**The problem**
Nothing in the data should be altered when it is repeated in full.

Records contained in a dataset:

########################################

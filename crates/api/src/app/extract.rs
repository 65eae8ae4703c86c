//! Request extractors that reject with the API's JSON error shape.

use axum::{
    async_trait,
    extract::{FromRequest, Request},
    Json,
};
use serde::de::DeserializeOwned;

use crate::app::errors::ApiError;

/// `Json<T>` whose rejection renders as `{"error":"validation_error",...}`.
///
/// Guarded handlers take `Result<ValidatedJson<T>, ApiError>` so the caller is
/// authorized before a malformed body is reported.
#[derive(Debug, Clone)]
pub struct ValidatedJson<T>(pub T);

#[async_trait]
impl<S, T> FromRequest<S> for ValidatedJson<T>
where
    T: DeserializeOwned,
    S: Send + Sync,
{
    type Rejection = ApiError;

    async fn from_request(req: Request, state: &S) -> Result<Self, Self::Rejection> {
        let Json(value) = Json::<T>::from_request(req, state).await?;
        Ok(Self(value))
    }
}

########################################

**Your response**
filename crates/api/src/app/extract.rs
repository 65eae8ae4703c86c
//! Request extractors that reject with the API's JSON error shape.

use axum::{
    async_trait,
    extract::{FromRequest, Request},
    Json,
};
use serde::de::DeserializeOwned;

use crate::app::errors::ApiError;

/// `Json<T>` whose rejection renders as `{"error":"validation_error",...}`.
///
/// Guarded handlers take `Result<ValidatedJson<T>, ApiError>` so the caller is
/// authorized before a malformed body is reported.
#[derive(Debug, Clone)]
pub struct ValidatedJson<T>(pub T);

#[async_trait]
impl<S, T> FromRequest<S> for ValidatedJson<T>
where
    T: DeserializeOwned,
    S: Send + Sync,
{
    type Rejection = ApiError;

    async fn from_request(req: Request, state: &S) -> Result<Self, Self::Rejection> {
        let Json(value) = Json::<T>::from_request(req, state).await?;
        Ok(Self(value))
    }
}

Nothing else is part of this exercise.